Other places have strange forms such as this hot spring above Mammoth, which seems to resemble the shape of South America upside down.


Some locations change on a daily basis such as these terraces at Mammoth Hot Springs.

Throughout the hot spring areas one sees trees claimed by the shifting thermal activity, standing like silent sentinels.  The land is alive with change as seen in Mammoth and all other thermally active areas.


We made a final stop at the Firehole Falls that I first saw thirty-two years ago.  It is so different in winter.  No crowds this time and a new-found beauty were there.  I saw this with new eyes ....



..  and I saw this for the first time on the rock walls of the canyon.

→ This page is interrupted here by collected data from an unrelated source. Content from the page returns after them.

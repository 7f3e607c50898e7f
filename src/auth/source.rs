//! Token sources: producers of a currently valid access token.
//!
//! [`RefreshTokenSource`] performs the OAuth 2.0 `refresh_token` grant through the `oauth2`
//! crate, dispatching the exchange over a [`TransportClient`] so token calls share the user
//! agent and wire logging of every other request. The current token is cached behind an async
//! lock; a network exchange only happens when the cached token is absent or about to expire.

// std
use std::sync::atomic::{AtomicU64, Ordering};
// crates.io
use oauth2::{
	AuthType, ClientId, EndpointNotSet, EndpointSet, HttpClientError, RefreshToken,
	RequestTokenError, Scope, TokenResponse, TokenUrl,
	basic::{BasicClient, BasicErrorResponse, BasicRequestTokenError, BasicTokenResponse},
};
// self
use crate::{
	_prelude::*,
	auth::{Token, TokenSecret},
	error::{AuthError, ConfigError},
	http::{ResponseMetadata, TransportClient},
};

type ConfiguredBasicClient =
	BasicClient<EndpointNotSet, EndpointNotSet, EndpointNotSet, EndpointNotSet, EndpointSet>;

/// Boxed future returned by [`TokenSource::token`].
pub type TokenFuture<'a> = Pin<Box<dyn Future<Output = Result<Token>> + 'a + Send>>;

/// Produces a currently valid token, refreshing transparently when needed.
pub trait TokenSource
where
	Self: Send + Sync,
{
	/// Returns the cached token or a freshly minted one.
	fn token(&self) -> TokenFuture<'_>;
}

/// Caching token source backed by the OAuth 2.0 refresh grant.
pub struct RefreshTokenSource {
	oauth_client: ConfiguredBasicClient,
	http_client: TransportClient,
	scopes: Vec<String>,
	current: AsyncMutex<Token>,
	exchanges: AtomicU64,
}
impl RefreshTokenSource {
	/// Builds a source that exchanges `refresh_token` at `token_url`.
	///
	/// The client id travels in the request body and no client secret is sent, matching public
	/// mobile clients.
	pub fn new(
		token_url: &Url,
		client_id: impl Into<String>,
		refresh_token: impl Into<String>,
		scopes: impl IntoIterator<Item = impl Into<String>>,
		http_client: TransportClient,
	) -> Result<Self> {
		let token_url =
			TokenUrl::new(token_url.to_string()).map_err(|source| ConfigError::InvalidUrl { source })?;
		let oauth_client = BasicClient::new(ClientId::new(client_id.into()))
			.set_token_uri(token_url)
			.set_auth_type(AuthType::RequestBody);

		Ok(Self {
			oauth_client,
			http_client,
			scopes: scopes.into_iter().map(Into::into).collect(),
			current: AsyncMutex::new(Token::from_refresh_token(refresh_token)),
			exchanges: AtomicU64::new(0),
		})
	}

	/// Number of network exchanges performed so far.
	pub fn exchanges(&self) -> u64 {
		self.exchanges.load(Ordering::Relaxed)
	}

	async fn exchange(&self, refresh_token: &TokenSecret) -> Result<Token> {
		let handle = self.http_client.oauth_handle();
		let secret = RefreshToken::new(refresh_token.expose().to_owned());
		let mut request = self.oauth_client.exchange_refresh_token(&secret);

		for scope in &self.scopes {
			request = request.add_scope(Scope::new(scope.clone()));
		}

		self.exchanges.fetch_add(1, Ordering::Relaxed);

		let response = request
			.request_async(&handle)
			.await
			.map_err(|err| map_request_error(handle.metadata(), err))?;

		Ok(map_token_response(&response, refresh_token))
	}
}
impl TokenSource for RefreshTokenSource {
	fn token(&self) -> TokenFuture<'_> {
		Box::pin(async move {
			let mut current = self.current.lock().await;

			if current.is_valid() {
				return Ok(current.clone());
			}

			let refresh_token =
				current.refresh_token.clone().ok_or(AuthError::MissingRefreshToken)?;

			tracing::debug!("auth: refreshing access token");

			let fresh = self.exchange(&refresh_token).await?;

			tracing::debug!(expiry = ?fresh.expiry, "auth: access token refreshed");

			*current = fresh.clone();

			Ok(fresh)
		})
	}
}
impl Debug for RefreshTokenSource {
	fn fmt(&self, f: &mut Formatter) -> FmtResult {
		f.debug_struct("RefreshTokenSource")
			.field("scopes", &self.scopes)
			.field("exchanges", &self.exchanges())
			.finish()
	}
}

fn map_token_response(response: &BasicTokenResponse, previous_refresh: &TokenSecret) -> Token {
	let now = OffsetDateTime::now_utc();
	let expiry = response
		.expires_in()
		.and_then(|ttl| time::Duration::try_from(ttl).ok())
		.and_then(|ttl| now.checked_add(ttl));
	// Providers may omit the refresh token when it is not rotated.
	let refresh_token = response
		.refresh_token()
		.map(|secret| TokenSecret::new(secret.secret().to_owned()))
		.unwrap_or_else(|| previous_refresh.clone());

	Token {
		access_token: TokenSecret::new(response.access_token().secret().to_owned()),
		refresh_token: Some(refresh_token),
		token_type: response.token_type().as_ref().to_owned(),
		expiry,
	}
}

fn map_request_error(
	meta: Option<ResponseMetadata>,
	err: BasicRequestTokenError<HttpClientError<Error>>,
) -> Error {
	let status = meta.and_then(|value| value.status);

	match err {
		RequestTokenError::ServerResponse(response) => map_server_response(status, &response),
		RequestTokenError::Request(error) => map_transport_error(error),
		RequestTokenError::Parse(error, _body) => AuthError::TokenRefresh {
			reason: format!("token endpoint returned malformed JSON at `{}`", error.path()),
			status,
		}
		.into(),
		RequestTokenError::Other(message) => AuthError::TokenRefresh { reason: message, status }.into(),
	}
}

fn map_server_response(status: Option<u16>, response: &BasicErrorResponse) -> Error {
	let reason = match response.error_description() {
		Some(description) => format!("{}: {description}", response.error().as_ref()),
		None => response.error().as_ref().to_owned(),
	};

	AuthError::TokenRefresh { reason, status }.into()
}

fn map_transport_error(err: HttpClientError<Error>) -> Error {
	match err {
		HttpClientError::Reqwest(inner) => match *inner {
			Error::Cancelled => Error::Cancelled,
			inner => AuthError::Unreachable { source: Box::new(inner) }.into(),
		},
		HttpClientError::Http(inner) => ConfigError::from(inner).into(),
		HttpClientError::Io(inner) => AuthError::Unreachable {
			source: Box::new(crate::error::TransportError::Io(inner).into()),
		}
		.into(),
		HttpClientError::Other(message) => AuthError::TokenRefresh { reason: message, status: None }.into(),
		_ => AuthError::TokenRefresh {
			reason: "unknown HTTP client failure".into(),
			status: None,
		}
		.into(),
	}
}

Traveling in Yellowstone with a group of highly skilled photographers, plus the expert teaching by John Gerlach, was a richly rewarding experience.  Across the group there was a quick eye for seeing and interpreting the scenes with no hesitation about what was significant.  Members quickly got set up and made their images so that next person could take their prime location.  The results shared on our last evening were full of memorable images that each told a story.  The absence of crowds made that possible.  I'd do this again.

I hope you both enjoy these images and also take away some useful ideas about seeing beauty as you travel.